Dataset:
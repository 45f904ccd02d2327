//! Secure erase of plaintext files.

use std::fs::OpenOptions;
use std::io::{self, Write};
use std::path::Path;

use crate::error::{CryptoError, CryptoResult};

const CHUNK: usize = 8192;

/// Overwrite a file with zeros, flush it to disk, then unlink it.
///
/// A missing file is not an error. Symlinks are unlinked without touching
/// their target.
///
/// # Errors
///
/// Returns [`CryptoError::IoError`] if the overwrite or the unlink fails.
pub fn secure_erase(path: &Path) -> CryptoResult<()> {
    let meta = match std::fs::symlink_metadata(path) {
        Ok(meta) => meta,
        Err(e) if e.kind() == io::ErrorKind::NotFound => return Ok(()),
        Err(e) => return Err(CryptoError::IoError(e.to_string())),
    };

    if meta.is_file() {
        overwrite_with_zeros(path, meta.len()).map_err(|e| CryptoError::IoError(e.to_string()))?;
    }
    std::fs::remove_file(path).map_err(|e| CryptoError::IoError(e.to_string()))
}

fn overwrite_with_zeros(path: &Path, len: u64) -> io::Result<()> {
    let mut file = OpenOptions::new().write(true).open(path)?;
    let zeros = [0u8; CHUNK];
    let mut remaining = len;
    while remaining > 0 {
        let n = usize::try_from(remaining).map_or(CHUNK, |r| r.min(CHUNK));
        file.write_all(&zeros[..n])?;
        remaining = remaining.saturating_sub(n as u64);
    }
    file.sync_all()
}
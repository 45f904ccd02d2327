//! RFC 4648 base32 (uppercase alphabet) used for TOTP secrets.
//!
//! Authenticator apps expect unpadded uppercase base32 in enrollment URIs.
//! Decoding is lenient about case, padding and embedded spaces because users
//! copy secrets by hand.

use crate::error::{CryptoError, CryptoResult};

const ALPHABET: &[u8; 32] = b"ABCDEFGHIJKLMNOPQRSTUVWXYZ234567";

/// Encode bytes as unpadded uppercase base32.
#[must_use]
#[allow(clippy::arithmetic_side_effects)] // shifts stay below 16 bits of the u32 buffer
pub fn encode(data: &[u8]) -> String {
    let mut out = String::with_capacity(data.len().saturating_mul(8).div_ceil(5));
    let mut buffer: u32 = 0;
    let mut bits: u32 = 0;

    for &byte in data {
        buffer = (buffer << 8) | u32::from(byte);
        bits = bits.saturating_add(8);
        while bits >= 5 {
            bits = bits.saturating_sub(5);
            let index = (buffer >> bits) & 0x1f;
            out.push(char::from(ALPHABET[index as usize]));
        }
        buffer &= (1_u32 << bits).wrapping_sub(1);
    }

    if bits > 0 {
        let index = (buffer << (5_u32.saturating_sub(bits))) & 0x1f;
        out.push(char::from(ALPHABET[index as usize]));
    }
    out
}

fn decode_symbol(symbol: u8) -> Option<u32> {
    match symbol {
        b'A'..=b'Z' => Some(u32::from(symbol.saturating_sub(b'A'))),
        b'a'..=b'z' => Some(u32::from(symbol.saturating_sub(b'a'))),
        b'2'..=b'7' => Some(u32::from(symbol.saturating_sub(b'2')).saturating_add(26)),
        _ => None,
    }
}

/// Decode base32, ignoring case, `=` padding and whitespace.
///
/// # Errors
///
/// Returns [`CryptoError::InvalidBase32`] on any character outside the
/// alphabet.
#[allow(clippy::arithmetic_side_effects)] // shifts stay below 16 bits of the u32 buffer
pub fn decode(input: &str) -> CryptoResult<Vec<u8>> {
    let mut out = Vec::with_capacity(input.len().saturating_mul(5) / 8);
    let mut buffer: u32 = 0;
    let mut bits: u32 = 0;

    for symbol in input.bytes() {
        if symbol == b'=' || symbol.is_ascii_whitespace() {
            continue;
        }
        let value = decode_symbol(symbol).ok_or_else(|| {
            CryptoError::InvalidBase32(format!("unexpected character {:?}", char::from(symbol)))
        })?;
        buffer = (buffer << 5) | value;
        bits = bits.saturating_add(5);
        if bits >= 8 {
            bits = bits.saturating_sub(8);
            out.push(((buffer >> bits) & 0xff) as u8);
        }
        buffer &= (1_u32 << bits).wrapping_sub(1);
    }
    Ok(out)
}
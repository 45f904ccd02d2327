//! Warden Runtime - the outbound gate as one context object.
//!
//! This crate provides:
//! - [`Warden`]: owns the approval window, prompt listeners, rate limiter,
//!   audit trail and vaults, and runs the delivery pipeline
//! - [`MessageSender`]: the seam channel adapters implement
//! - [`config_bridge`]: config sections to domain types
//!
//! # Delivery pipeline
//!
//! ```text
//! watch_mode ─► deny_commands ─► trust gate ─► rate limit ─► send ─► record + audit
//!     │              │               │             │
//!     └──────────────┴───────────────┴─────────────┴──► audited as blocked
//! ```
//!
//! # Example
//!
//! ```rust,no_run
//! use async_trait::async_trait;
//! use warden_runtime::{MessageSender, OutboundMessage, Warden};
//!
//! struct Stdout;
//!
//! #[async_trait]
//! impl MessageSender for Stdout {
//!     async fn send(&self, message: &OutboundMessage) -> Result<(), String> {
//!         println!("{}: {}", message.recipient, message.content);
//!         Ok(())
//!     }
//! }
//!
//! # async fn example() -> Result<(), Box<dyn std::error::Error>> {
//! let warden = Warden::load(None)?;
//! warden.install_shutdown_hooks();
//! let outcome = warden
//!     .deliver(&OutboundMessage::new("telegram", "alice", "hello"), &Stdout)
//!     .await?;
//! println!("{outcome:?}");
//! # Ok(())
//! # }
//! ```

#![deny(unsafe_code)]
#![deny(missing_docs)]
#![deny(clippy::all)]
#![warn(unreachable_pub)]
#![deny(clippy::unwrap_used)]
#![cfg_attr(test, allow(clippy::unwrap_used))]

pub mod config_bridge;
pub mod prelude;

mod delivery;
mod error;
mod warden;

pub use delivery::{DeliveryOutcome, MessageSender, OutboundMessage};
pub use error::{RuntimeError, RuntimeResult};
pub use warden::{Warden, init_logging};
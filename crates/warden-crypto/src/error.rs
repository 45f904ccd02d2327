//! Cryptographic error types.

use thiserror::Error;

/// Errors that can occur during cryptographic operations.
#[derive(Debug, Error)]
pub enum CryptoError {
    /// The blob is shorter than the fixed `salt ‖ iv ‖ tag` header.
    #[error("encrypted blob too short: expected at least {expected} bytes, got {actual}")]
    TruncatedBlob {
        /// Minimum length in bytes.
        expected: usize,
        /// Actual length in bytes.
        actual: usize,
    },

    /// Authentication failed: wrong passphrase, tampered or corrupt blob.
    #[error("decryption failed: authentication tag mismatch")]
    DecryptionFailed,

    /// Encryption failed inside the AEAD implementation.
    #[error("encryption failed")]
    EncryptionFailed,

    /// Decrypted bytes are not valid UTF-8.
    #[error("decrypted content is not valid UTF-8")]
    InvalidUtf8,

    /// Invalid key length.
    #[error("invalid key length: expected {expected}, got {actual}")]
    InvalidKeyLength {
        /// Expected length in bytes.
        expected: usize,
        /// Actual length in bytes.
        actual: usize,
    },

    /// Invalid base32 encoding.
    #[error("invalid base32 encoding: {0}")]
    InvalidBase32(String),

    /// Invalid hex encoding.
    #[error("invalid hex encoding")]
    InvalidHexEncoding,

    /// I/O error (e.g. wiping a file).
    #[error("I/O error: {0}")]
    IoError(String),
}

/// Result type for cryptographic operations.
pub type CryptoResult<T> = Result<T, CryptoError>;
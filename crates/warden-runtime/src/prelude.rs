//! Prelude module - commonly used types for convenient import.
//!
//! Use `use warden_runtime::prelude::*;` to import all essential types.

pub use crate::{RuntimeError, RuntimeResult};

pub use crate::{DeliveryOutcome, MessageSender, OutboundMessage, Warden};

pub use warden_approval::{ApprovalPrompt, PromptListener, WindowScope};
pub use warden_audit::BlockReason;
pub use warden_config::Config;
pub use warden_vault::ProtectedDocument;
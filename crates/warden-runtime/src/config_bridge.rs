//! Bridge from `warden_config::Config` to domain types.
//!
//! The config crate has no dependencies on other internal crates. This
//! module translates config sections into the types the approval, audit,
//! vault and telemetry crates expect, in one place.

use std::sync::Arc;

use warden_approval::{ExecApprovalClient, UnixSocketApprovalClient};
use warden_audit::AuditLog;
use warden_config::Config;
use warden_core::WardenHome;
use warden_telemetry::LogConfig;
use warden_vault::{DocumentVault, TotpSecretStore};

use crate::error::RuntimeResult;

/// Convert `[logging]` to a [`LogConfig`].
///
/// # Errors
///
/// Returns an error if the format is unknown.
pub fn to_log_config(cfg: &Config) -> RuntimeResult<LogConfig> {
    Ok(LogConfig::from_section(&cfg.logging)?)
}

/// Build the audit trail for `[audit]`: disabled, the configured path, or
/// `<home>/audit/outbound.jsonl`.
#[must_use]
pub fn to_audit_log(cfg: &Config, home: &WardenHome) -> AuditLog {
    if !cfg.audit.enabled {
        return AuditLog::disabled();
    }
    AuditLog::new(cfg.audit.path.clone().unwrap_or_else(|| home.audit_log_path()))
}

/// Exec-approval client for `[trust_gate.socket]`, if a path is set.
#[must_use]
pub fn to_exec_client(cfg: &Config) -> Option<Arc<dyn ExecApprovalClient>> {
    UnixSocketApprovalClient::from_config(&cfg.trust_gate.socket)
        .map(|c| Arc::new(c) as Arc<dyn ExecApprovalClient>)
}

/// Document vault for `[vault]`.
#[must_use]
pub fn to_document_vault(cfg: &Config, home: &WardenHome) -> DocumentVault {
    DocumentVault::from_config(home, &cfg.vault)
}

/// TOTP secret store for `[totp]` and `[vault]`.
#[must_use]
pub fn to_totp_store(cfg: &Config, home: &WardenHome) -> TotpSecretStore {
    TotpSecretStore::from_config(home, &cfg.totp, &cfg.vault)
}
//! Time-based one-time passwords (RFC 6238, HMAC-SHA1, 6 digits, 30 s).
//!
//! Stateless: callers own the shared secret (see the vault crate) and pass
//! the evaluation time explicitly, which keeps verification testable.

use chrono::{DateTime, Utc};
use hmac::{Hmac, Mac};
use rand::RngCore;
use rand::rngs::OsRng;
use sha1::Sha1;
use subtle::ConstantTimeEq;
use zeroize::Zeroizing;

use crate::base32;
use crate::error::{CryptoError, CryptoResult};

type HmacSha1 = Hmac<Sha1>;

/// Default secret size in bytes (160 bits, as recommended by RFC 4226).
pub const DEFAULT_SECRET_BYTES: usize = 20;
/// Time step in seconds.
pub const STEP_SECONDS: i64 = 30;
/// Number of digits in a code.
pub const DIGITS: usize = 6;
/// Default verification window in steps on either side of `now`.
pub const DEFAULT_WINDOW: u32 = 1;

const MODULUS: u32 = 1_000_000;

/// Generate a random secret of `byte_len` bytes, base32 encoded.
#[must_use]
pub fn generate_secret(byte_len: usize) -> String {
    let mut bytes = Zeroizing::new(vec![0u8; byte_len]);
    OsRng.fill_bytes(&mut bytes);
    base32::encode(&bytes)
}

/// Time-step counter for `at`; times before the epoch clamp to step 0.
fn counter_at(at: DateTime<Utc>) -> u64 {
    let steps = at
        .timestamp_millis()
        .div_euclid(1000)
        .div_euclid(STEP_SECONDS);
    u64::try_from(steps).unwrap_or(0)
}

/// RFC 4226 HOTP value for a raw key and counter.
#[allow(clippy::arithmetic_side_effects)] // offset <= 15, digest is 20 bytes
fn hotp(key: &[u8], counter: u64) -> CryptoResult<u32> {
    let mut mac = <HmacSha1 as Mac>::new_from_slice(key).map_err(|_| {
        CryptoError::InvalidKeyLength {
            expected: DEFAULT_SECRET_BYTES,
            actual: key.len(),
        }
    })?;
    mac.update(&counter.to_be_bytes());
    let digest = mac.finalize().into_bytes();

    let offset = usize::from(digest[digest.len() - 1] & 0x0f);
    let binary = u32::from_be_bytes([
        digest[offset],
        digest[offset + 1],
        digest[offset + 2],
        digest[offset + 3],
    ]) & 0x7fff_ffff;
    Ok(binary % MODULUS)
}

fn format_code(value: u32) -> String {
    format!("{value:0width$}", width = DIGITS)
}

/// Generate the code for `secret` at time `at`.
///
/// # Errors
///
/// Returns [`CryptoError::InvalidBase32`] if the secret is not base32.
pub fn generate_code(secret: &str, at: DateTime<Utc>) -> CryptoResult<String> {
    let key = Zeroizing::new(base32::decode(secret)?);
    hotp(&key, counter_at(at)).map(format_code)
}

/// Returns `true` if `code` is exactly six ASCII digits after trimming.
#[must_use]
pub fn is_well_formed(code: &str) -> bool {
    let trimmed = code.trim();
    trimmed.len() == DIGITS && trimmed.bytes().all(|b| b.is_ascii_digit())
}

/// Verify `code` against `secret` at time `at`, accepting codes from
/// `window` steps before and after.
///
/// Every candidate in the window is compared in constant time. Malformed
/// codes and undecodable secrets never verify.
#[must_use]
pub fn verify_code(secret: &str, code: &str, window: u32, at: DateTime<Utc>) -> bool {
    if !is_well_formed(code) {
        return false;
    }
    let Ok(key) = base32::decode(secret).map(Zeroizing::new) else {
        return false;
    };
    let submitted = code.trim().as_bytes();
    let base = counter_at(at);

    let mut matched = false;
    for delta in 0..=u64::from(window) {
        let candidates = [base.checked_sub(delta), base.checked_add(delta)];
        for counter in candidates.into_iter().flatten() {
            let Ok(value) = hotp(&key, counter) else {
                return false;
            };
            let expected = format_code(value);
            matched |= bool::from(expected.as_bytes().ct_eq(submitted));
        }
    }
    matched
}

/// Percent-encode a URI component the way authenticator apps expect
/// (spaces become `%20`, not `+`).
fn encode_component(value: &str) -> String {
    url::form_urlencoded::byte_serialize(value.as_bytes())
        .collect::<String>()
        .replace('+', "%20")
}

/// Build an `otpauth://` enrollment URI for QR codes and manual entry.
#[must_use]
pub fn enrollment_uri(secret: &str, account: &str, issuer: &str) -> String {
    let issuer = encode_component(issuer);
    let account = encode_component(account);
    format!(
        "otpauth://totp/{issuer}:{account}?secret={secret}&issuer={issuer}\
         &algorithm=SHA1&digits={DIGITS}&period={STEP_SECONDS}"
    )
}
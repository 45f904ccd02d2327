//! Client for the external exec-approval service.
//!
//! Protocol: JSON Lines over a Unix socket. The client writes one request
//! line and reads lines until it sees the decision carrying its id.
//!
//! ```text
//! → {"type":"request","token":"…","id":"…","request":{"command":"…","argv":[…],"host":"gateway","security":"allowlist","ask":"always"}}
//! ← {"type":"decision","id":"…","decision":"allow-once"}
//! ```

use std::path::PathBuf;

use async_trait::async_trait;
use serde::{Deserialize, Serialize};
#[cfg(unix)]
use tracing::debug;
use tracing::warn;
#[cfg(unix)]
use uuid::Uuid;
use warden_config::ExecSocketSection;

use crate::decision::GateDecision;
use crate::error::{ApprovalError, ApprovalResult};

/// Request body sent to the exec-approval service.
#[derive(Debug, Clone, PartialEq, Eq, Serialize, Deserialize)]
#[serde(rename_all = "camelCase")]
pub struct ExecApprovalRequest {
    /// Human-readable command line being approved.
    pub command: String,
    /// The same command split into arguments.
    pub argv: Vec<String>,
    /// Host tag.
    pub host: String,
    /// Security policy tag.
    pub security: String,
    /// Ask policy.
    pub ask: String,
    /// Agent identifier.
    #[serde(skip_serializing_if = "Option::is_none")]
    pub agent_id: Option<String>,
    /// Conversation session.
    #[serde(skip_serializing_if = "Option::is_none")]
    pub session_key: Option<String>,
}

impl ExecApprovalRequest {
    /// Build a request for `argv`, with policy tags taken from `settings`.
    #[must_use]
    pub fn new(argv: Vec<String>, settings: &ExecSocketSection, session_key: Option<&str>) -> Self {
        Self {
            command: argv.join(" "),
            argv,
            host: settings.host.clone(),
            security: settings.security.clone(),
            ask: settings.ask.clone(),
            agent_id: settings.agent_id.clone(),
            session_key: session_key.map(ToOwned::to_owned),
        }
    }
}

/// Something that can ask the exec-approval service for a decision.
#[async_trait]
pub trait ExecApprovalClient: Send + Sync {
    /// Ask for a decision. Callers bound the wait with their own timeout.
    async fn request(&self, request: &ExecApprovalRequest) -> ApprovalResult<GateDecision>;
}

#[cfg(unix)]
#[derive(Serialize)]
struct RequestEnvelope<'a> {
    #[serde(rename = "type")]
    kind: &'static str,
    token: Option<&'a str>,
    id: &'a str,
    request: &'a ExecApprovalRequest,
}

#[cfg(unix)]
#[derive(Deserialize)]
struct ResponseEnvelope {
    #[serde(rename = "type")]
    kind: String,
    #[serde(default)]
    id: String,
    #[serde(default)]
    decision: String,
}

/// [`ExecApprovalClient`] over a Unix domain socket.
#[derive(Clone)]
pub struct UnixSocketApprovalClient {
    path: PathBuf,
    token: Option<String>,
}

impl std::fmt::Debug for UnixSocketApprovalClient {
    fn fmt(&self, f: &mut std::fmt::Formatter<'_>) -> std::fmt::Result {
        f.debug_struct("UnixSocketApprovalClient")
            .field("path", &self.path)
            .field("token", &self.token.as_ref().map(|_| "<redacted>"))
            .finish()
    }
}

impl UnixSocketApprovalClient {
    /// Client for the service listening at `path`.
    #[must_use]
    pub fn new(path: impl Into<PathBuf>, token: Option<String>) -> Self {
        Self {
            path: path.into(),
            token,
        }
    }

    /// Build from config. The bearer token is read from `token_env` once,
    /// here. Returns `None` if no socket path is configured.
    #[must_use]
    pub fn from_config(settings: &ExecSocketSection) -> Option<Self> {
        let path = settings.path.clone()?;
        let token = settings.token_env.as_deref().and_then(|var| {
            let value = std::env::var(var).ok();
            if value.is_none() {
                warn!(var, "exec-approval token variable is not set");
            }
            value
        });
        Some(Self::new(path, token))
    }
}

#[cfg(unix)]
#[async_trait]
impl ExecApprovalClient for UnixSocketApprovalClient {
    async fn request(&self, request: &ExecApprovalRequest) -> ApprovalResult<GateDecision> {
        use tokio::io::{AsyncBufReadExt, AsyncWriteExt, BufReader};
        use tokio::net::UnixStream;

        let stream = UnixStream::connect(&self.path).await.map_err(|e| {
            ApprovalError::Transport(format!("connect {}: {e}", self.path.display()))
        })?;
        let (read_half, mut write_half) = stream.into_split();

        let id = Uuid::new_v4().to_string();
        let envelope = RequestEnvelope {
            kind: "request",
            token: self.token.as_deref(),
            id: &id,
            request,
        };
        let mut line = serde_json::to_string(&envelope)?;
        line.push('\n');
        write_half.write_all(line.as_bytes()).await?;
        write_half.flush().await?;
        debug!(id = %id, command = %request.command, "sent exec-approval request");

        let mut lines = BufReader::new(read_half).lines();
        while let Some(line) = lines.next_line().await? {
            let Ok(response) = serde_json::from_str::<ResponseEnvelope>(&line) else {
                debug!("ignoring unparseable line from exec-approval service");
                continue;
            };
            if response.kind == "decision" && response.id == id {
                let decision = GateDecision::from_wire(&response.decision);
                debug!(id = %id, decision = %decision, "exec-approval decision");
                return Ok(decision);
            }
        }
        Err(ApprovalError::Protocol(
            "connection closed before a decision arrived".to_owned(),
        ))
    }
}

#[cfg(not(unix))]
#[async_trait]
impl ExecApprovalClient for UnixSocketApprovalClient {
    async fn request(&self, _request: &ExecApprovalRequest) -> ApprovalResult<GateDecision> {
        Err(ApprovalError::Transport(format!(
            "unix sockets are unavailable on this platform ({})",
            self.path.display()
        )))
    }
}

#[cfg(all(test, not(unix)))]
mod non_unix_tests {
    use super::*;

    #[tokio::test]
    async fn test_request_fails_closed_without_unix_sockets() {
        let client = UnixSocketApprovalClient::new("approvals.sock", None);
        let request = ExecApprovalRequest::new(
            vec!["message.send".to_owned()],
            &ExecSocketSection::default(),
            None,
        );
        let err = client.request(&request).await.unwrap_err();
        assert!(matches!(err, ApprovalError::Transport(_)));
    }
}

#[cfg(all(test, unix))]
mod tests {
    use tokio::io::{AsyncBufReadExt, AsyncWriteExt, BufReader};
    use tokio::net::UnixListener;

    use super::*;

    /// Serve one connection, answering with `reply(id)`.
    fn serve_once<F>(listener: UnixListener, reply: F) -> tokio::task::JoinHandle<serde_json::Value>
    where
        F: FnOnce(&str) -> String + Send + 'static,
    {
        tokio::spawn(async move {
            let (stream, _) = listener.accept().await.unwrap();
            let (read_half, mut write_half) = stream.into_split();
            let mut lines = BufReader::new(read_half).lines();
            let line = lines.next_line().await.unwrap().unwrap();
            let value: serde_json::Value = serde_json::from_str(&line).unwrap();
            let id = value["id"].as_str().unwrap().to_owned();
            write_half.write_all(reply(&id).as_bytes()).await.unwrap();
            value
        })
    }

    fn request() -> ExecApprovalRequest {
        ExecApprovalRequest::new(
            vec!["message.send".to_owned(), "telegram".to_owned(), "alice".to_owned()],
            &ExecSocketSection::default(),
            Some("session-1"),
        )
    }

    #[tokio::test]
    async fn test_round_trip_allow_once() {
        let dir = tempfile::tempdir().unwrap();
        let path = dir.path().join("approvals.sock");
        let listener = UnixListener::bind(&path).unwrap();
        let server = serve_once(listener, |id| {
            format!(
                "{{\"type\":\"ack\"}}\n{{\"type\":\"decision\",\"id\":\"other\",\"decision\":\"deny\"}}\n\
                 {{\"type\":\"decision\",\"id\":\"{id}\",\"decision\":\"allow-once\"}}\n"
            )
        });

        let client = UnixSocketApprovalClient::new(&path, Some("secret-token".to_owned()));
        let decision = client.request(&request()).await.unwrap();
        assert_eq!(decision, GateDecision::AllowOnce);

        let sent = server.await.unwrap();
        assert_eq!(sent["type"], "request");
        assert_eq!(sent["token"], "secret-token");
        assert_eq!(sent["request"]["command"], "message.send telegram alice");
        assert_eq!(sent["request"]["host"], "gateway");
        assert_eq!(sent["request"]["sessionKey"], "session-1");
        assert!(sent["request"].get("agentId").is_none());
    }

    #[tokio::test]
    async fn test_unknown_decision_denies() {
        let dir = tempfile::tempdir().unwrap();
        let path = dir.path().join("approvals.sock");
        let listener = UnixListener::bind(&path).unwrap();
        let _server = serve_once(listener, |id| {
            format!("{{\"type\":\"decision\",\"id\":\"{id}\",\"decision\":\"maybe\"}}\n")
        });

        let client = UnixSocketApprovalClient::new(&path, None);
        assert_eq!(client.request(&request()).await.unwrap(), GateDecision::Deny);
    }

    #[tokio::test]
    async fn test_closed_connection_is_protocol_error() {
        let dir = tempfile::tempdir().unwrap();
        let path = dir.path().join("approvals.sock");
        let listener = UnixListener::bind(&path).unwrap();
        let _server = serve_once(listener, |_| String::new());

        let client = UnixSocketApprovalClient::new(&path, None);
        let err = client.request(&request()).await.unwrap_err();
        assert!(matches!(err, ApprovalError::Protocol(_)));
    }

    #[tokio::test]
    async fn test_missing_socket_is_transport_error() {
        let dir = tempfile::tempdir().unwrap();
        let client = UnixSocketApprovalClient::new(dir.path().join("absent.sock"), None);
        let err = client.request(&request()).await.unwrap_err();
        assert!(matches!(err, ApprovalError::Transport(_)));
    }

    #[test]
    fn test_from_config_requires_path() {
        assert!(UnixSocketApprovalClient::from_config(&ExecSocketSection::default()).is_none());
        let settings = ExecSocketSection {
            path: Some(PathBuf::from("/run/approvals.sock")),
            ..Default::default()
        };
        assert!(UnixSocketApprovalClient::from_config(&settings).is_some());
    }
}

Task statement: From the material above, set down exactly the lines between the line holding "Document vault for" and the line holding "let steps = at", inclusive. Include nothing else.

Exercise result:
/// Document vault for `[vault]`.
#[must_use]
pub fn to_document_vault(cfg: &Config, home: &WardenHome) -> DocumentVault {
    DocumentVault::from_config(home, &cfg.vault)
}

/// TOTP secret store for `[totp]` and `[vault]`.
#[must_use]
pub fn to_totp_store(cfg: &Config, home: &WardenHome) -> TotpSecretStore {
    TotpSecretStore::from_config(home, &cfg.totp, &cfg.vault)
}
//! Time-based one-time passwords (RFC 6238, HMAC-SHA1, 6 digits, 30 s).
//!
//! Stateless: callers own the shared secret (see the vault crate) and pass
//! the evaluation time explicitly, which keeps verification testable.

use chrono::{DateTime, Utc};
use hmac::{Hmac, Mac};
use rand::RngCore;
use rand::rngs::OsRng;
use sha1::Sha1;
use subtle::ConstantTimeEq;
use zeroize::Zeroizing;

use crate::base32;
use crate::error::{CryptoError, CryptoResult};

type HmacSha1 = Hmac<Sha1>;

/// Default secret size in bytes (160 bits, as recommended by RFC 4226).
pub const DEFAULT_SECRET_BYTES: usize = 20;
/// Time step in seconds.
pub const STEP_SECONDS: i64 = 30;
/// Number of digits in a code.
pub const DIGITS: usize = 6;
/// Default verification window in steps on either side of `now`.
pub const DEFAULT_WINDOW: u32 = 1;

const MODULUS: u32 = 1_000_000;

/// Generate a random secret of `byte_len` bytes, base32 encoded.
#[must_use]
pub fn generate_secret(byte_len: usize) -> String {
    let mut bytes = Zeroizing::new(vec![0u8; byte_len]);
    OsRng.fill_bytes(&mut bytes);
    base32::encode(&bytes)
}

/// Time-step counter for `at`; times before the epoch clamp to step 0.
fn counter_at(at: DateTime<Utc>) -> u64 {
    let steps = at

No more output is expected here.